What is required » From the line containing "Ok(config.to_yaml()?)" down to the final entry below, restate each line word for word.
········
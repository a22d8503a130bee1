use crate::cli::Command;
use crate::config::ProxySettings;
use crate::promtail::PromtailConfig;
use crate::provision::{BinaryProvisioner, ProvisionOutcome, verify_sha256};
use crate::sidecar::{Layer, LocalContainer};
use crate::topology::Topology;

/// Run a CLI command against resolved settings.
pub async fn run_command(command: Command, settings: &ProxySettings) -> anyhow::Result<()> {
    match command {
        Command::RenderConfig {
            model,
            model_uuid,
            application,
            clients,
        } => {
            let topology = Topology::new(model, model_uuid, application);
            print!("{}", render_config(&topology, &clients, settings)?);
        }
        Command::Layer => {
            print!("{}", Layer::promtail(settings).to_yaml()?);
        }
        Command::Verify { archive } => {
            verify_sha256(&archive, &settings.binary_sha256, &archive.display().to_string())?;
            println!("{}: OK ({})", archive.display(), settings.binary_sha256);
        }
        Command::Fetch { dest, url } => {
            let url = url.unwrap_or_else(|| settings.binary_zip_url.clone());
            let binary = settings.binary(&url);
            let container = LocalContainer::new("local", &dest);
            let staging = tempfile::tempdir()?;
            let provisioner = BinaryProvisioner::new(
                staging.path().to_path_buf(),
                staging.path().join("promtail.zip"),
            );

            match provisioner.ensure_installed(&binary, &container).await? {
                ProvisionOutcome::AlreadyInstalled { path } => {
                    println!(
                        "Already installed: {}",
                        container.host_path(&path).display()
                    );
                }
                ProvisionOutcome::Installed { path, .. } => {
                    println!("Installed: {}", container.host_path(&path).display());
                }
            }
        }
    }
    Ok(())
}

fn render_config(
    topology: &Topology,
    clients: &[String],
    settings: &ProxySettings,
) -> anyhow::Result<String> {
    let mut config = PromtailConfig::initial(topology, settings);
    for url in clients {
        config.add_client(url);
    }
    Ok(config.to_yaml()?)
}

#[cfg(test)]
mod tests {
    use super::*;

    #[test]
    fn test_render_config_with_clients() {
        let topology = Topology::new("lma", "1234", "mysql");
        let yaml = render_config(
            &topology,
            &["http://a/push".to_string()],
            &ProxySettings::default(),
        )
        .unwrap();

        let parsed = PromtailConfig::from_yaml(&yaml).unwrap();
        assert_eq!(parsed.client_urls(), vec!["http://a/push"]);
        assert!(yaml.contains("juju_lma_1234_mysql"));
    }

    #[test]
    fn test_render_config_without_clients() {
        let topology = Topology::new("lma", "1234", "mysql");
        let yaml = render_config(&topology, &[], &ProxySettings::default()).unwrap();
        assert!(!yaml.contains("clients"));
    }

    #[tokio::test]
    async fn test_verify_rejects_wrong_archive() {
        let dir = tempfile::tempdir().unwrap();
        let archive = dir.path().join("promtail.zip");
        std::fs::write(&archive, b"not the release").unwrap();

        let err = run_command(Command::Verify { archive }, &ProxySettings::default())
            .await
            .unwrap_err();
        assert!(err.to_string().contains("sha256sum mismatch"));
    }
}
········
The answer »
    Ok(config.to_yaml()?)
}

#[cfg(test)]
mod tests {
    use super::*;

    #[test]
    fn test_render_config_with_clients() {
        let topology = Topology::new("lma", "1234", "mysql");
        let yaml = render_config(
            &topology,
            &["http://a/push".to_string()],
            &ProxySettings::default(),
        )
        .unwrap();

        let parsed = PromtailConfig::from_yaml(&yaml).unwrap();
        assert_eq!(parsed.client_urls(), vec!["http://a/push"]);
        assert!(yaml.contains("juju_lma_1234_mysql"));
    }

    #[test]
    fn test_render_config_without_clients() {
        let topology = Topology::new("lma", "1234", "mysql");
        let yaml = render_config(&topology, &[], &ProxySettings::default()).unwrap();
        assert!(!yaml.contains("clients"));
    }

    #[tokio::test]
    async fn test_verify_rejects_wrong_archive() {
        let dir = tempfile::tempdir().unwrap();
        let archive = dir.path().join("promtail.zip");
        std::fs::write(&archive, b"not the release").unwrap();

        let err = run_command(Command::Verify { archive }, &ProxySettings::default())
            .await
            .unwrap_err();
        assert!(err.to_string().contains("sha256sum mismatch"));
    }
}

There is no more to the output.